--- EXERCISE DETAILS ---
Output exactly the first line of the listing and each line after it, through the line that contains "pub struct BatchStats"; add nothing else.
###
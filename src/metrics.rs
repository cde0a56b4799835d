//! Per-run counters for the batch stages

use serde::{Deserialize, Serialize};
use std::time::Instant;
use tracing::info;

/// Outcome of one item in a batch.
#[derive(Debug, Clone, Copy, PartialEq, Eq)]
pub enum ItemOutcome {
    Written,
    Skipped,
    Failed,
}

/// Counters for one stage run.
pub struct BatchStats {
    stage: &'static str,
    timer: Timer,
    written: u64,
    skipped: u64,
    failed: u64,
}

impl BatchStats {
    pub fn new(stage: &'static str) -> Self {
        Self {
            stage,
            timer: Timer::new(),
            written: 0,
            skipped: 0,
            failed: 0,
        }
    }

    pub fn record(&mut self, outcome: ItemOutcome) {
        match outcome {
            ItemOutcome::Written => self.written += 1,
            ItemOutcome::Skipped => self.skipped += 1,
            ItemOutcome::Failed => self.failed += 1,
        }
    }

    /// Log and return the final summary.
    pub fn finish(self) -> BatchSummary {
        let summary = BatchSummary {
            stage: self.stage.to_string(),
            written: self.written,
            skipped: self.skipped,
            failed: self.failed,
            elapsed_ms: self.timer.elapsed_ms(),
        };
        info!(
            "{} finished: {} written, {} skipped, {} failed in {}ms",
            summary.stage, summary.written, summary.skipped, summary.failed, summary.elapsed_ms
        );
        summary
    }
}

#[derive(Debug, Clone, PartialEq, Eq, Serialize, Deserialize)]
pub struct BatchSummary {
    pub stage: String,
    pub written: u64,
    pub skipped: u64,
    pub failed: u64,
    pub elapsed_ms: u64,
}

impl BatchSummary {
    pub fn has_failures(&self) -> bool {
        self.failed > 0
    }
}

/// Timer for tracking stage latency
pub struct Timer {
    start: Instant,
}

impl Timer {
    pub fn new() -> Self {
        Self {
            start: Instant::now(),
        }
    }

    pub fn elapsed_ms(&self) -> u64 {
        self.start.elapsed().as_millis() as u64
    }
}

impl Default for Timer {
    fn default() -> Self {
        Self::new()
    }
}
use std::path::PathBuf;
use std::time::Duration;
use thiserror::Error;

#[derive(Error, Debug)]
pub enum PipelineError {
    #[error("Not found: {}", .0.display())]
    NotFound(PathBuf),

    #[error("Validation failed: {0}")]
    ValidationError(String),

    #[error("Throttled by inference service: {0}")]
    Throttled(String),

    #[error("Inference request failed: {0}")]
    InferenceError(String),

    #[error("Storage request failed: {0}")]
    StorageError(String),

    #[error("Async job {job} failed: {message}")]
    JobFailed { job: String, message: String },

    #[error("Async job {job} still running after {waited:?}")]
    JobTimeout { job: String, waited: Duration },

    #[error("Async job {0} polling cancelled")]
    Cancelled(String),

    #[error("Missing configuration: {0}")]
    ConfigError(String),

    #[error("IO error: {0}")]
    Io(#[from] std::io::Error),

    #[error("JSON error: {0}")]
    Json(#[from] serde_json::Error),

    #[error("FFmpeg error: {0}")]
    Ffmpeg(#[from] crate::ffmpeg::FfmpegError),
}

impl PipelineError {
    /// Rate-limit rejections are the only errors worth retrying.
    pub fn is_throttling(&self) -> bool {
        matches!(self, PipelineError::Throttled(_))
    }
}

pub type Result<T> = std::result::Result<T, PipelineError>;
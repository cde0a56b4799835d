//! Embedding stage: async Marengo jobs per remote video

use crate::config::EmbeddingSettings;
use crate::error::{PipelineError, Result};
use crate::inference::{AsyncInference, EmbeddingJobRequest};
use crate::metrics::{BatchStats, BatchSummary, ItemOutcome};
use crate::models::{EmbeddingOption, VideoEmbeddingSegment, VideoEmbeddings};
use crate::poller::{ensure_not_cancelled, poll_until_terminal, CancelSignal};
use crate::storage::{list_videos, s3_uri, ObjectStore, RemoteVideo};
use crate::store::{self, keyframe_file_name, record_file_name};
use serde::Deserialize;
use std::sync::Arc;
use tracing::{error, info};

/// Result document the service writes next to each job.
#[derive(Debug, Deserialize)]
struct EmbeddingOutput {
    data: Vec<VideoEmbeddingSegment>,
}

pub fn parse_embedding_output(bytes: &[u8]) -> Result<Vec<VideoEmbeddingSegment>> {
    let output: EmbeddingOutput = serde_json::from_slice(bytes)?;
    if output.data.is_empty() {
        return Err(PipelineError::ValidationError(
            "embedding output contains no segments".to_string(),
        ));
    }
    for segment in &output.data {
        segment.validate()?;
    }
    Ok(output.data)
}

pub struct EmbeddingGenerator {
    settings: EmbeddingSettings,
    bucket_owner: String,
    storage: Arc<dyn ObjectStore>,
    inference: Arc<dyn AsyncInference>,
    cancel: Option<CancelSignal>,
}

impl EmbeddingGenerator {
    pub fn new(
        settings: EmbeddingSettings,
        bucket_owner: impl Into<String>,
        storage: Arc<dyn ObjectStore>,
        inference: Arc<dyn AsyncInference>,
    ) -> Self {
        Self {
            settings,
            bucket_owner: bucket_owner.into(),
            storage,
            inference,
            cancel: None,
        }
    }

    pub fn with_cancel(mut self, cancel: CancelSignal) -> Self {
        self.cancel = Some(cancel);
        self
    }

    /// Process every remote video in order. A job the service reports as
    /// failed is counted and skipped; any other error, cancellation included,
    /// ends the run.
    pub async fn run(&self) -> Result<BatchSummary> {
        let bucket = &self.settings.target.bucket;
        let videos =
            list_videos(self.storage.as_ref(), bucket, &self.settings.source_prefix).await?;

        let mut stats = BatchStats::new("embeddings");
        for video in videos {
            ensure_not_cancelled(&self.cancel, &video.name)?;
            match self.process(&video).await {
                Ok(outcome) => stats.record(outcome),
                Err(e @ PipelineError::JobFailed { .. }) => {
                    error!("Skipping {}: {}", video.name, e);
                    stats.record(ItemOutcome::Failed);
                }
                Err(e) => return Err(e),
            }
        }

        Ok(stats.finish())
    }

    pub async fn process(&self, video: &RemoteVideo) -> Result<ItemOutcome> {
        let video_name = video.name.as_str();
        let local_path = self.settings.output_dir.join(record_file_name(video_name));
        if store::exists(&local_path).await? {
            info!("Skipping {}, already processed", video_name);
            return Ok(ItemOutcome::Skipped);
        }

        let bucket = &self.settings.target.bucket;
        let video_uri = s3_uri(bucket, &video.key);
        info!("Generating embeddings for video: {}", video.key);

        let metadata = self.storage.head(bucket, &video.key).await?;

        let request = EmbeddingJobRequest {
            model_id: self.settings.model_id.clone(),
            video_uri: video_uri.clone(),
            bucket_owner: self.bucket_owner.clone(),
            options: EmbeddingOption::ALL.to_vec(),
            output_uri: format!("s3://{}/{}/", bucket, self.settings.destination_prefix),
        };
        ensure_not_cancelled(&self.cancel, video_name)?;
        let handle = self.inference.submit(&request).await?;
        info!("Job started with invocation ARN: {}", handle);

        let outcome = poll_until_terminal(
            self.inference.as_ref(),
            &handle,
            &self.settings.poll,
            self.cancel.clone(),
        )
        .await?;
        info!("Final job status: {:?} after {} checks", outcome.status, outcome.checks);

        let result_key = format!(
            "{}/{}/output.json",
            self.settings.destination_prefix,
            handle.invocation_id()
        );
        let segments = parse_embedding_output(&self.storage.get(bucket, &result_key).await?)?;

        let record = VideoEmbeddings::new(
            video_name,
            video_uri,
            format!("{}/{}", self.settings.cdn_base_url, keyframe_file_name(video_name)),
            metadata.size_bytes,
            metadata.content_type,
            segments,
        )?;

        store::write_record(&local_path, &record).await?;
        info!("Video embeddings written to: {}", local_path.display());
        Ok(ItemOutcome::Written)
    }
}
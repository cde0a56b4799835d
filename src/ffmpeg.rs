//! FFmpeg command wrapper utilities

use std::path::Path;
use std::process::{Command, Output, Stdio};
use thiserror::Error;

#[derive(Debug, Error)]
pub enum FfmpegError {
    #[error("FFmpeg not found: {0}")]
    NotInstalled(String),

    #[error("FFmpeg execution failed: {0}")]
    ExecutionFailed(String),

    #[error("IO error: {0}")]
    Io(#[from] std::io::Error),
}

/// Argument builder for a single `ffmpeg` invocation.
///
/// Argument order matters: options pushed before `input` apply to the input
/// (e.g. fast seek), options pushed after apply to the output.
#[derive(Debug, Clone)]
pub struct FfmpegCommand {
    binary: String,
    args: Vec<String>,
}

impl FfmpegCommand {
    pub fn new() -> Self {
        Self::with_binary("ffmpeg")
    }

    pub fn with_binary(binary: impl Into<String>) -> Self {
        Self {
            binary: binary.into(),
            args: vec!["-hide_banner".to_string(), "-loglevel".to_string(), "error".to_string()],
        }
    }

    /// Input-side seek. Must be called before `input` to get a fast seek.
    pub fn seek(mut self, timestamp: &str) -> Self {
        self.args.push("-ss".to_string());
        self.args.push(timestamp.to_string());
        self
    }

    pub fn input(mut self, path: impl AsRef<Path>) -> Self {
        self.args.push("-i".to_string());
        self.args.push(path.as_ref().display().to_string());
        self
    }

    pub fn frames(mut self, count: u32) -> Self {
        self.args.push("-frames:v".to_string());
        self.args.push(count.to_string());
        self
    }

    /// Never overwrite an existing output file.
    pub fn no_overwrite(mut self) -> Self {
        self.args.push("-n".to_string());
        self
    }

    pub fn output(mut self, path: impl AsRef<Path>) -> Self {
        self.args.push(path.as_ref().display().to_string());
        self
    }

    pub fn to_args(&self) -> &[String] {
        &self.args
    }

    pub fn execute(self) -> Result<Output, FfmpegError> {
        if !is_installed(&self.binary) {
            return Err(FfmpegError::NotInstalled(self.binary));
        }

        let output = Command::new(&self.binary)
            .args(&self.args)
            .stdin(Stdio::null())
            .output()
            .map_err(|e| FfmpegError::ExecutionFailed(e.to_string()))?;

        if !output.status.success() {
            let stderr = String::from_utf8_lossy(&output.stderr);
            return Err(FfmpegError::ExecutionFailed(stderr.trim().to_string()));
        }

        Ok(output)
    }
}

impl Default for FfmpegCommand {
    fn default() -> Self {
        Self::new()
    }
}

fn is_installed(binary: &str) -> bool {
    Command::new(binary)
        .arg("-version")
        .stdout(Stdio::null())
        .stderr(Stdio::null())
        .status()
        .is_ok()
}
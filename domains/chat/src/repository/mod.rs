//! Repository implementations for Chat domain

pub mod chat_groups;
pub mod chat_messages;

use talentlink_store::{PgRecordStore, RecordStore};

pub use chat_groups::ChatGroupRepository;
pub use chat_messages::ChatMessageRepository;

/// Combined repository access for the Chat domain
#[derive(Clone)]
pub struct ChatRepositories<S = PgRecordStore> {
    pub chat_groups: ChatGroupRepository<S>,
    pub chat_messages: ChatMessageRepository<S>,
}

impl<S: RecordStore + Clone> ChatRepositories<S> {
    pub fn new(store: S) -> Self {
        Self {
            chat_groups: ChatGroupRepository::new(store.clone()),
            chat_messages: ChatMessageRepository::new(store),
        }
    }
}
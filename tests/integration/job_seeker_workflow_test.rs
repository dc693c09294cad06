//! End-to-end job seeker registration workflow
//!
//! Requires a PostgreSQL instance at TEST_DATABASE_URL; ignored by default.

mod common;

use common::TestApp;
use talentlink_job_seekers::{JobSeekerHideToAgent, JobSeekerPhase};

#[test_log::test(tokio::test)]
#[ignore] // Requires TEST_DATABASE_URL
async fn test_register_list_and_agree() {
    let app = TestApp::new().await.unwrap();
    let agent = app.create_agent().await.unwrap();
    let repo = &app.repos.job_seekers.job_seekers;

    let seeker = app
        .create_job_seeker(agent.id, "Tanaka", "Taro", "080-1234-5678")
        .await
        .unwrap();
    assert!(seeker.id > 0);
    assert!(!seeker.uuid.is_nil());

    let listed = repo.get_by_agent_id(agent.id).await.unwrap();
    assert_eq!(listed.iter().filter(|s| s.id == seeker.id).count(), 1);
    assert_eq!(listed.len(), 1);

    let rows = repo.update_agreement(seeker.id, true).await.unwrap();
    assert_eq!(rows, 1);

    let after = repo.find_by_id(seeker.id).await.unwrap();
    assert!(after.agreement);
    assert!(after.updated_at >= seeker.updated_at);
    assert_eq!(after.created_at, seeker.created_at);
    assert_eq!(after.phase, seeker.phase);
    assert_eq!(after.last_name, seeker.last_name);
}

#[test_log::test(tokio::test)]
#[ignore] // Requires TEST_DATABASE_URL
async fn test_listing_follows_phase_priority() {
    let app = TestApp::new().await.unwrap();
    let agent = app.create_agent().await.unwrap();
    let repo = &app.repos.job_seekers.job_seekers;

    let registered = app
        .create_job_seeker(agent.id, "Abe", "Rin", "")
        .await
        .unwrap();
    let offered = app
        .create_job_seeker(agent.id, "Ueda", "Sho", "")
        .await
        .unwrap();
    repo.update_phase(offered.id, JobSeekerPhase::Offered)
        .await
        .unwrap();

    let listed = repo.get_by_agent_id(agent.id).await.unwrap();
    let ids: Vec<i64> = listed.iter().map(|s| s.id).collect();
    assert_eq!(ids, vec![offered.id, registered.id]);

    let only_offered = repo
        .get_by_agent_id_and_phase_list(agent.id, &[JobSeekerPhase::Offered])
        .await
        .unwrap();
    assert_eq!(only_offered.len(), 1);
    assert_eq!(only_offered[0].id, offered.id);

    assert_eq!(repo.count_by_agent_id(agent.id).await.unwrap(), 2);
}

#[test_log::test(tokio::test)]
#[ignore] // Requires TEST_DATABASE_URL
async fn test_alliance_search_respects_opt_in_and_hiding() {
    let app = TestApp::new().await.unwrap();
    let agent = app.create_agent().await.unwrap();
    let partner = app.create_agent().await.unwrap();
    app.ally(agent.id, partner.id).await.unwrap();
    let repo = &app.repos.job_seekers.job_seekers;

    let own = app
        .create_job_seeker(agent.id, "Tanaka", "Ichiro", "")
        .await
        .unwrap();
    let shared = app
        .create_job_seeker(partner.id, "Tanaka", "Jiro", "")
        .await
        .unwrap();
    let private = app
        .create_job_seeker(partner.id, "Tanaka", "Saburo", "")
        .await
        .unwrap();
    let hidden = app
        .create_job_seeker(partner.id, "Tanaka", "Shiro", "")
        .await
        .unwrap();
    repo.update_can_view_matching_job(shared.id, true)
        .await
        .unwrap();
    repo.update_can_view_matching_job(hidden.id, true)
        .await
        .unwrap();
    let mut hide = JobSeekerHideToAgent::new(hidden.id, agent.id);
    app.repos
        .job_seekers
        .hide_to_agents
        .create(&mut hide)
        .await
        .unwrap();

    let found = repo
        .get_by_agent_id_and_alliance_and_free_word(agent.id, "Tanaka")
        .await
        .unwrap();
    let mut ids: Vec<i64> = found.iter().map(|s| s.id).collect();
    ids.sort_unstable();

    assert_eq!(ids, vec![own.id, shared.id]);
    assert!(!ids.contains(&private.id));
}
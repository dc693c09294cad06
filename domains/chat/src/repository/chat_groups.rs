//! Chat group repository

use crate::domain::entities::{ChatGroupWithJobSeeker, ChatUserType};
use chrono::{DateTime, Utc};
use talentlink_common::new_uuid;
use talentlink_store::{
    args, Args, Entity, EntityRepository, ExternalId, PgRecordStore, RecordStore, Result,
};
use uuid::Uuid;

impl Entity for ChatGroupWithJobSeeker {
    const TABLE: &'static str = "chat_groups_with_job_seeker";
    const LABEL: &'static str = "ChatGroupWithJobSeekerRepository";
    const COLUMNS: &'static str = "id, uuid, agent_id, job_seeker_id, agent_last_watched_at, \
                                   job_seeker_last_watched_at, line_active, created_at, updated_at";
    const INSERT_COLUMNS: &'static [&'static str] = &[
        "uuid",
        "agent_id",
        "job_seeker_id",
        "agent_last_watched_at",
        "job_seeker_last_watched_at",
        "line_active",
        "created_at",
        "updated_at",
    ];

    fn insert_args(&self) -> Args {
        args![
            self.uuid,
            self.agent_id,
            self.job_seeker_id,
            self.agent_last_watched_at,
            self.job_seeker_last_watched_at,
            self.line_active,
            self.created_at,
            self.updated_at
        ]
    }

    fn set_id(&mut self, id: i64) {
        self.id = id;
    }

    fn prepare_insert(&mut self, now: DateTime<Utc>) {
        if self.uuid.is_nil() {
            self.uuid = new_uuid();
        }
        self.created_at = now;
        self.updated_at = now;
    }
}

impl ExternalId for ChatGroupWithJobSeeker {}

#[derive(Clone)]
pub struct ChatGroupRepository<S = PgRecordStore> {
    repo: EntityRepository<ChatGroupWithJobSeeker, S>,
}

impl<S: RecordStore> ChatGroupRepository<S> {
    pub fn new(store: S) -> Self {
        Self {
            repo: EntityRepository::new(store),
        }
    }

    /// Create the chat group of a job seeker
    pub async fn create(&self, group: &mut ChatGroupWithJobSeeker) -> Result<i64> {
        self.repo.create(group).await
    }

    pub async fn update_agent_last_watched_at(
        &self,
        id: i64,
        watched_at: DateTime<Utc>,
    ) -> Result<u64> {
        self.repo
            .update_columns(
                "update_agent_last_watched_at",
                id,
                vec![("agent_last_watched_at", watched_at.into())],
            )
            .await
    }

    pub async fn update_job_seeker_last_watched_at(
        &self,
        id: i64,
        watched_at: DateTime<Utc>,
    ) -> Result<u64> {
        self.repo
            .update_columns(
                "update_job_seeker_last_watched_at",
                id,
                vec![("job_seeker_last_watched_at", watched_at.into())],
            )
            .await
    }

    pub async fn update_line_active(&self, id: i64, line_active: bool) -> Result<u64> {
        self.repo
            .update_columns(
                "update_line_active",
                id,
                vec![("line_active", line_active.into())],
            )
            .await
    }

    pub async fn find_by_id(&self, id: i64) -> Result<ChatGroupWithJobSeeker> {
        self.repo.find_by_id(id).await
    }

    pub async fn find_by_uuid(&self, uuid: Uuid) -> Result<ChatGroupWithJobSeeker> {
        self.repo.find_by_uuid(uuid).await
    }

    pub async fn find_by_job_seeker_id(&self, job_seeker_id: i64) -> Result<ChatGroupWithJobSeeker> {
        self.repo
            .find_where(
                "find_by_job_seeker_id",
                "job_seeker_id = $1",
                args![job_seeker_id],
            )
            .await
    }

    /// Groups of the agent, most recent message first; groups without messages last
    pub async fn get_by_agent_id(&self, agent_id: i64) -> Result<Vec<ChatGroupWithJobSeeker>> {
        self.repo
            .select_where(
                "get_by_agent_id",
                "agent_id = $1 ORDER BY (\
                     SELECT MAX(m.created_at) FROM chat_messages_with_job_seeker m \
                     WHERE m.group_id = chat_groups_with_job_seeker.id) DESC NULLS LAST, \
                 id DESC",
                args![agent_id],
            )
            .await
    }

    pub async fn get_by_id_list(&self, ids: &[i64]) -> Result<Vec<ChatGroupWithJobSeeker>> {
        self.repo.get_by_id_list(ids).await
    }

    /// Groups with job seeker messages the agent has not seen yet
    pub async fn count_unwatched_by_agent_id(&self, agent_id: i64) -> Result<i64> {
        self.repo
            .count_where(
                "count_unwatched_by_agent_id",
                "agent_id = $1 AND EXISTS (\
                     SELECT 1 FROM chat_messages_with_job_seeker m \
                     WHERE m.group_id = chat_groups_with_job_seeker.id \
                     AND m.user_type = $2 \
                     AND (agent_last_watched_at IS NULL OR m.created_at > agent_last_watched_at))",
                args![agent_id, ChatUserType::JobSeeker],
            )
            .await
    }
}
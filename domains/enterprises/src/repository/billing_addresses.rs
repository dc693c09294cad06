//! Billing address repository

use crate::domain::entities::{BillingAddress, ContractPhase};
use chrono::{DateTime, Utc};
use talentlink_common::new_uuid;
use talentlink_store::{
    args, hierarchy, Args, Entity, EntityRepository, ExternalId, MutableEntity, PgRecordStore,
    RecordStore, Result, SqlValue,
};
use uuid::Uuid;

impl Entity for BillingAddress {
    const TABLE: &'static str = "billing_addresses";
    const LABEL: &'static str = "BillingAddressRepository";
    const COLUMNS: &'static str = "id, uuid, enterprise_id, agent_staff_id, contract_phase, \
                                   contract_date, payment_policy, company_name, address, \
                                   how_to_recommend, title, created_at, updated_at";
    const INSERT_COLUMNS: &'static [&'static str] = &[
        "uuid",
        "enterprise_id",
        "agent_staff_id",
        "contract_phase",
        "contract_date",
        "payment_policy",
        "company_name",
        "address",
        "how_to_recommend",
        "title",
        "created_at",
        "updated_at",
    ];

    fn insert_args(&self) -> Args {
        args![
            self.uuid,
            self.enterprise_id,
            self.agent_staff_id,
            self.contract_phase,
            self.contract_date,
            &self.payment_policy,
            &self.company_name,
            &self.address,
            &self.how_to_recommend,
            &self.title,
            self.created_at,
            self.updated_at
        ]
    }

    fn set_id(&mut self, id: i64) {
        self.id = id;
    }

    fn prepare_insert(&mut self, now: DateTime<Utc>) {
        if self.uuid.is_nil() {
            self.uuid = new_uuid();
        }
        self.created_at = now;
        self.updated_at = now;
    }
}

impl ExternalId for BillingAddress {}

impl MutableEntity for BillingAddress {
    fn mutable_columns(&self) -> Vec<(&'static str, SqlValue)> {
        vec![
            ("enterprise_id", self.enterprise_id.into()),
            ("agent_staff_id", self.agent_staff_id.into()),
            ("contract_phase", self.contract_phase.into()),
            ("contract_date", self.contract_date.into()),
            ("payment_policy", (&self.payment_policy).into()),
            ("company_name", (&self.company_name).into()),
            ("address", (&self.address).into()),
            ("how_to_recommend", (&self.how_to_recommend).into()),
            ("title", (&self.title).into()),
        ]
    }
}

#[derive(Clone)]
pub struct BillingAddressRepository<S = PgRecordStore> {
    repo: EntityRepository<BillingAddress, S>,
}

impl<S: RecordStore> BillingAddressRepository<S> {
    pub fn new(store: S) -> Self {
        Self {
            repo: EntityRepository::new(store),
        }
    }

    /// Create a new billing address
    pub async fn create(&self, address: &mut BillingAddress) -> Result<i64> {
        self.repo.create(address).await
    }

    /// Update address and contract terms (the phase is changed separately)
    pub async fn update(&self, id: i64, address: &BillingAddress) -> Result<u64> {
        self.repo.update(id, address).await
    }

    pub async fn update_contract_phase(&self, id: i64, phase: ContractPhase) -> Result<u64> {
        self.repo
            .update_columns(
                "update_contract_phase",
                id,
                vec![("contract_phase", phase.into())],
            )
            .await
    }

    pub async fn find_by_id(&self, id: i64) -> Result<BillingAddress> {
        self.repo.find_by_id(id).await
    }

    pub async fn find_by_uuid(&self, uuid: Uuid) -> Result<BillingAddress> {
        self.repo.find_by_uuid(uuid).await
    }

    pub async fn get_by_enterprise_id(&self, enterprise_id: i64) -> Result<Vec<BillingAddress>> {
        self.repo
            .select_where(
                "get_by_enterprise_id",
                "enterprise_id = $1 ORDER BY id ASC",
                args![enterprise_id],
            )
            .await
    }

    /// Billing addresses of every enterprise the agent's staff manage
    pub async fn get_by_agent_id(&self, agent_id: i64) -> Result<Vec<BillingAddress>> {
        let clause = format!(
            "id IN ({}) ORDER BY id ASC",
            hierarchy::billing_address_ids_of_agent("$1")
        );
        self.repo
            .select_where("get_by_agent_id", &clause, args![agent_id])
            .await
    }

    pub async fn get_by_id_list(&self, ids: &[i64]) -> Result<Vec<BillingAddress>> {
        self.repo.get_by_id_list(ids).await
    }

    pub async fn delete_by_id(&self, id: i64) -> Result<u64> {
        self.repo.delete_by_id(id).await
    }
}
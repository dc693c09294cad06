//! Chat domain: chat groups and messages between agents and job seekers

pub mod domain;
pub mod repository;

// Re-export domain types at the crate root for convenience
pub use domain::entities::*;

// Re-export repository types
pub use repository::{ChatGroupRepository, ChatMessageRepository, ChatRepositories};
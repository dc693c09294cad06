//! Free-word search against a real database
//!
//! Requires a PostgreSQL instance at TEST_DATABASE_URL; ignored by default.

mod common;

use common::TestApp;
use talentlink_enterprises::{JobInformationHideToAgent, RecruitmentState};

#[test_log::test(tokio::test)]
#[ignore] // Requires TEST_DATABASE_URL
async fn test_numeric_free_word_matches_dehyphenated_phone() {
    let app = TestApp::new().await.unwrap();
    let agent = app.create_agent().await.unwrap();
    let seeker = app
        .create_job_seeker(agent.id, "Tanaka", "Taro", "080-1234-5678")
        .await
        .unwrap();
    app.create_job_seeker(agent.id, "Suzuki", "Jiro", "03-9999-0000")
        .await
        .unwrap();
    let repo = &app.repos.job_seekers.job_seekers;

    let found = repo
        .get_by_agent_id_and_free_word(agent.id, "080")
        .await
        .unwrap();
    // "080" also matches id 80 if the other seeker happens to have it
    assert!(found.iter().any(|s| s.id == seeker.id));
    assert!(found.iter().all(|s| s.id == seeker.id || s.id == 80));

    let by_id = repo
        .get_by_agent_id_and_free_word(agent.id, &seeker.id.to_string())
        .await
        .unwrap();
    assert!(by_id.iter().any(|s| s.id == seeker.id));
}

#[test_log::test(tokio::test)]
#[ignore] // Requires TEST_DATABASE_URL
async fn test_text_free_word_matches_concatenated_name() {
    let app = TestApp::new().await.unwrap();
    let agent = app.create_agent().await.unwrap();
    let seeker = app
        .create_job_seeker(agent.id, "Tanaka", "Taro", "")
        .await
        .unwrap();
    app.create_job_seeker(agent.id, "Suzuki", "Jiro", "")
        .await
        .unwrap();
    let repo = &app.repos.job_seekers.job_seekers;

    for word in ["Tanaka", "akaTa", "TanakaTaro"] {
        let found = repo
            .get_by_agent_id_and_free_word(agent.id, word)
            .await
            .unwrap();
        assert_eq!(found.len(), 1, "search for {word}");
        assert_eq!(found[0].id, seeker.id);
    }

    let everyone = repo
        .get_by_agent_id_and_free_word(agent.id, "")
        .await
        .unwrap();
    assert_eq!(everyone.len(), 2);

    let wildcard = repo
        .get_by_agent_id_and_free_word(agent.id, "%")
        .await
        .unwrap();
    assert!(wildcard.is_empty());
}

#[test_log::test(tokio::test)]
#[ignore] // Requires TEST_DATABASE_URL
async fn test_job_information_free_word_and_alliance() {
    let app = TestApp::new().await.unwrap();
    let agent = app.create_agent().await.unwrap();
    let partner = app.create_agent().await.unwrap();
    app.ally(agent.id, partner.id).await.unwrap();
    let repo = &app.repos.enterprises.job_informations;

    let own = app
        .create_job_information(agent.id, "Backend engineer")
        .await
        .unwrap();
    let shared = app
        .create_job_information(partner.id, "Data engineer")
        .await
        .unwrap();
    let closed = app
        .create_job_information(partner.id, "Closed listing")
        .await
        .unwrap();
    let hidden = app
        .create_job_information(partner.id, "Hidden listing")
        .await
        .unwrap();
    repo.update_recruitment_state(closed.id, RecruitmentState::Closed)
        .await
        .unwrap();
    let mut hide = JobInformationHideToAgent::new(hidden.id, agent.id);
    app.repos
        .enterprises
        .job_information_hide_to_agents
        .create(&mut hide)
        .await
        .unwrap();

    let by_title = repo
        .get_by_agent_id_and_free_word(agent.id, "engineer")
        .await
        .unwrap();
    assert_eq!(by_title.len(), 1);
    assert_eq!(by_title[0].id, own.id);

    let by_id = repo
        .get_by_agent_id_and_free_word(agent.id, &own.id.to_string())
        .await
        .unwrap();
    assert_eq!(by_id.len(), 1);

    let allied = repo.get_alliance_by_agent_id(agent.id).await.unwrap();
    let ids: Vec<i64> = allied.iter().map(|j| j.id).collect();
    assert_eq!(ids, vec![shared.id]);
}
###
--- RESULT OF THIS TASK ---
filename src/metrics.rs
repository cde0a56b4799835d
//! Per-run counters for the batch stages

use serde::{Deserialize, Serialize};
use std::time::Instant;
use tracing::info;

/// Outcome of one item in a batch.
#[derive(Debug, Clone, Copy, PartialEq, Eq)]
pub enum ItemOutcome {
    Written,
    Skipped,
    Failed,
}

/// Counters for one stage run.
pub struct BatchStats {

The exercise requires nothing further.